### Dataset extract
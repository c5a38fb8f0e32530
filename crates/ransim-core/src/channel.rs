//! The shared downlink channel resource.

use crate::error::{SimError, SimResult};

/// A counting-semaphore gate over the downlink channel.
///
/// The default capacity of 1 models a single channel shared by all traffic
/// classes: at most one packet in flight at any simulated instant. A larger
/// capacity widens the gate without changing the arbitration policy, which
/// lives in the event state machine, not here.
#[derive(Debug)]
pub struct Channel {
    capacity: usize,
    in_flight: usize,
}

impl Channel {
    pub fn new(capacity: usize) -> SimResult<Self> {
        if capacity == 0 {
            return Err(SimError::InvalidConfig(
                "channel capacity must be at least 1".into(),
            ));
        }
        Ok(Channel {
            capacity,
            in_flight: 0,
        })
    }

    /// Claim a transmission grant.
    ///
    /// Returns `false` without blocking when every grant is occupied; the
    /// resource itself never queues waiters.
    pub fn try_acquire(&mut self) -> bool {
        if self.in_flight < self.capacity {
            self.in_flight += 1;
            true
        } else {
            false
        }
    }

    /// Return a transmission grant.
    ///
    /// Releasing with no grant outstanding is a sequencing bug in the
    /// arbitration policy and fails with [`SimError::ClearGate`].
    pub fn release(&mut self) -> SimResult<()> {
        if self.in_flight == 0 {
            return Err(SimError::ClearGate);
        }
        self.in_flight -= 1;
        Ok(())
    }

    /// Grants currently outstanding.
    pub fn in_flight(&self) -> usize {
        self.in_flight
    }

    pub fn is_free(&self) -> bool {
        self.in_flight < self.capacity
    }
}
//! Terminal setup and teardown.

mod raw;

pub use raw::{RawModeGuard, enable_raw_mode, is_tty, poll_readable, terminal_size};

use crate::ansi;
use crate::config::EditorOptions;
use crate::view::Frame;
use std::io::{self, Write};

/// Row the edited line is drawn on.
pub const LINE_ROW: u32 = 0;
/// Row the status line is drawn on.
pub const STATUS_ROW: u32 = 1;

/// Full-screen drawing surface.
///
/// Entering switches to the alternate screen (if enabled), hides the
/// terminal's own cursor, turns on bracketed paste and sets the title.
/// Dropping the screen undoes all of it.
pub struct Screen<W: Write> {
    writer: W,
    alt_screen: bool,
    bracketed_paste: bool,
}

impl<W: Write> Screen<W> {
    /// Prepare the terminal behind `writer` for drawing.
    pub fn enter(mut writer: W, options: &EditorOptions) -> io::Result<Self> {
        if options.use_alt_screen {
            writer.write_all(ansi::ALT_SCREEN_ON.as_bytes())?;
        }
        writer.write_all(ansi::CURSOR_HIDE.as_bytes())?;
        if options.bracketed_paste {
            writer.write_all(ansi::BRACKETED_PASTE_ON.as_bytes())?;
        }
        if let Some(title) = &options.title {
            ansi::write_title(&mut writer, title)?;
        }
        writer.write_all(ansi::CLEAR_SCREEN.as_bytes())?;
        writer.flush()?;

        Ok(Self {
            writer,
            alt_screen: options.use_alt_screen,
            bracketed_paste: options.bracketed_paste,
        })
    }

    /// Draw the line and an optional status text, as one synchronized update.
    pub fn draw(&mut self, frame: &Frame, status: Option<&str>) -> io::Result<()> {
        self.writer.write_all(ansi::sync::BEGIN.as_bytes())?;
        frame.write_to(&mut self.writer, LINE_ROW)?;
        if let Some(status) = status {
            ansi::write_cursor_position(&mut self.writer, STATUS_ROW, 0)?;
            self.writer.write_all(ansi::CLEAR_LINE.as_bytes())?;
            self.writer.write_all(status.as_bytes())?;
        }
        self.writer.write_all(ansi::sync::END.as_bytes())?;
        self.writer.flush()
    }

    /// Direct access to the underlying writer.
    pub fn writer(&mut self) -> &mut W {
        &mut self.writer
    }

    fn restore(&mut self) -> io::Result<()> {
        if self.bracketed_paste {
            self.writer.write_all(ansi::BRACKETED_PASTE_OFF.as_bytes())?;
        }
        self.writer.write_all(ansi::RESET.as_bytes())?;
        self.writer.write_all(ansi::CURSOR_SHOW.as_bytes())?;
        if self.alt_screen {
            self.writer.write_all(ansi::ALT_SCREEN_OFF.as_bytes())?;
        }
        self.writer.flush()
    }
}

impl<W: Write> Drop for Screen<W> {
    fn drop(&mut self) {
        let _ = self.restore();
    }
}
//! Input parsing performance benchmarks.

#![allow(clippy::semicolon_if_nothing_returned)]

use criterion::{Criterion, Throughput, criterion_group, criterion_main};
use line_edit::input::{InputParser, PASTE_END, PASTE_START};
use std::hint::black_box;

/// Benchmark key event parsing for the sequences the editor sees.
fn bench_key_event_parsing(c: &mut Criterion) {
    let mut group = c.benchmark_group("key_parsing");

    let key_sequences: &[(&[u8], &str)] = &[
        (b"a", "single_char"),
        (b"A", "single_uppercase"),
        ("é".as_bytes(), "utf8_2byte"),
        (b"\x1b[C", "arrow_right"),
        (b"\x1b[D", "arrow_left"),
        (b"\x1b[1;5C", "ctrl_right"),
        (b"\x1bOD", "ss3_left"),
        (b"\x1b[3~", "delete"),
        (b"\x7f", "backspace"),
        (b"\x11", "ctrl_q"),
        (b"\x1b", "escape"),
    ];

    for (seq, name) in key_sequences {
        group.bench_function(*name, |b| {
            let parser = InputParser::new();
            b.iter(|| parser.parse(black_box(*seq)));
        });
    }

    group.finish();
}

/// Benchmark bracketed paste parsing.
fn bench_paste_parsing(c: &mut Criterion) {
    let mut group = c.benchmark_group("paste_parsing");

    for size in [64usize, 4_096, 65_536] {
        let mut input = b"\x1b[200~".to_vec();
        input.extend(std::iter::repeat_n(b'x', size));
        input.extend_from_slice(b"\x1b[201~");

        group.throughput(Throughput::Bytes(size as u64));
        group.bench_function(format!("paste_{size}"), |b| {
            let parser = InputParser::new();
            b.iter(|| parser.parse(black_box(&input)));
        });
    }

    group.finish();
}

/// Benchmark a large paste arriving in terminal-sized reads.
fn bench_paste_in_reads(c: &mut Criterion) {
    let mut group = c.benchmark_group("paste_in_reads");
    let size = 1 << 20;
    let mut input = PASTE_START.to_vec();
    input.extend(std::iter::repeat_n(b'x', size));
    input.extend_from_slice(PASTE_END);

    group.throughput(Throughput::Bytes(size as u64));
    group.sample_size(10);
    group.bench_function("paste_1mib_4k_reads", |b| {
        let parser = InputParser::new();
        b.iter(|| {
            let mut scanned = 0;
            for end in (4096..input.len()).step_by(4096).chain([input.len()]) {
                match parser.parse_resuming(&input[..end], scanned) {
                    Ok((event, _)) => return Some(black_box(event)),
                    Err(_) => scanned = end,
                }
            }
            None
        });
    });

    group.finish();
}

/// Benchmark draining a burst of typed input.
fn bench_typing_stream(c: &mut Criterion) {
    let stream: Vec<u8> = b"hello world\x1b[D\x1b[D\x7f".repeat(64);

    c.bench_function("typing_stream_drain", |b| {
        let parser = InputParser::new();
        b.iter(|| {
            let mut offset = 0;
            while let Ok((event, consumed)) = parser.parse(&stream[offset..]) {
                black_box(event);
                offset += consumed;
            }
            offset
        });
    });
}

criterion_group!(
    benches,
    bench_key_event_parsing,
    bench_paste_parsing,
    bench_paste_in_reads,
    bench_typing_stream
);
criterion_main!(benches);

### Assignment
Going through the listing above, tally the lines that contain the word "false" and report the total alone.

### Exercise response
2